WHAT YOU NEED TO DO: In the entries below, identify every line with the string "UnsupportedSchemaVersion" and copy it.

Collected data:
━━━━
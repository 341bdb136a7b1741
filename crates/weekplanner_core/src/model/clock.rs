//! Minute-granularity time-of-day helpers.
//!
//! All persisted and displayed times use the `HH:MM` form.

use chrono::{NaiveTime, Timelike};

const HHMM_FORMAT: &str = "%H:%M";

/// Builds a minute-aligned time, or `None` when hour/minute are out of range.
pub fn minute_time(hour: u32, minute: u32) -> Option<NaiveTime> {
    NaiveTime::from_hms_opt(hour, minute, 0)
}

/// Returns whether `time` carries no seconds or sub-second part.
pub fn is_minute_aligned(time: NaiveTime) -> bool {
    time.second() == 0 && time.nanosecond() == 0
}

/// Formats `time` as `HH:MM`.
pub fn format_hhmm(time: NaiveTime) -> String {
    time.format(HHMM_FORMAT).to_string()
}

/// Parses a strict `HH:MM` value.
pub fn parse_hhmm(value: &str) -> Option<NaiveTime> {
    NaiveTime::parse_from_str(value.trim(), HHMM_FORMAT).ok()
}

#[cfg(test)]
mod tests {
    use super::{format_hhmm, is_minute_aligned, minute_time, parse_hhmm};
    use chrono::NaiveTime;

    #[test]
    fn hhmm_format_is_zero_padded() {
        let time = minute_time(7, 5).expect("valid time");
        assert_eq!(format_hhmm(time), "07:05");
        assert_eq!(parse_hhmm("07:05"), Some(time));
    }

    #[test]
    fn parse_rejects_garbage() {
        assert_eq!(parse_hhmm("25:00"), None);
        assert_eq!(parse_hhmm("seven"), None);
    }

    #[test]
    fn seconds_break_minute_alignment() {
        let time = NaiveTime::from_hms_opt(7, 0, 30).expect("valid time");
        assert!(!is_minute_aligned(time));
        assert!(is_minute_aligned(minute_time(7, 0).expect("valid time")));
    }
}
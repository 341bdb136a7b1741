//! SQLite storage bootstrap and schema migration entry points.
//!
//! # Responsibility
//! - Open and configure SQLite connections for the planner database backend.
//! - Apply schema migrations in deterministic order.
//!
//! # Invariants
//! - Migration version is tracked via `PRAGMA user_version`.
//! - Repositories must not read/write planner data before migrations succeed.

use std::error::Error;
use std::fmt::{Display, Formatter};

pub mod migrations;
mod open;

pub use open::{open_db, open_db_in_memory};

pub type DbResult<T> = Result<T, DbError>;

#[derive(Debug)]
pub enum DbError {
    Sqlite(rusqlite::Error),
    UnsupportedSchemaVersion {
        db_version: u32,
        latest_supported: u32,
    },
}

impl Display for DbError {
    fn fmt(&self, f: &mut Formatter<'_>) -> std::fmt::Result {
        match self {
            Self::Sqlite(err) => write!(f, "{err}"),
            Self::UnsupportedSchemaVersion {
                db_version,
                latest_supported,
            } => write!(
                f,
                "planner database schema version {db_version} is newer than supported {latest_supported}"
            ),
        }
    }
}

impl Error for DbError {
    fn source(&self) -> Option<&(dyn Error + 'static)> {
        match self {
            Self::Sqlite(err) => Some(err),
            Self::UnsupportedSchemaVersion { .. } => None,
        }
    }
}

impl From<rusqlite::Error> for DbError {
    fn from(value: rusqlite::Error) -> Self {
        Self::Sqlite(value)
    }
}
━━━━
WRITTEN ANSWER:
    UnsupportedSchemaVersion {
            Self::UnsupportedSchemaVersion {
            Self::UnsupportedSchemaVersion { .. } => None,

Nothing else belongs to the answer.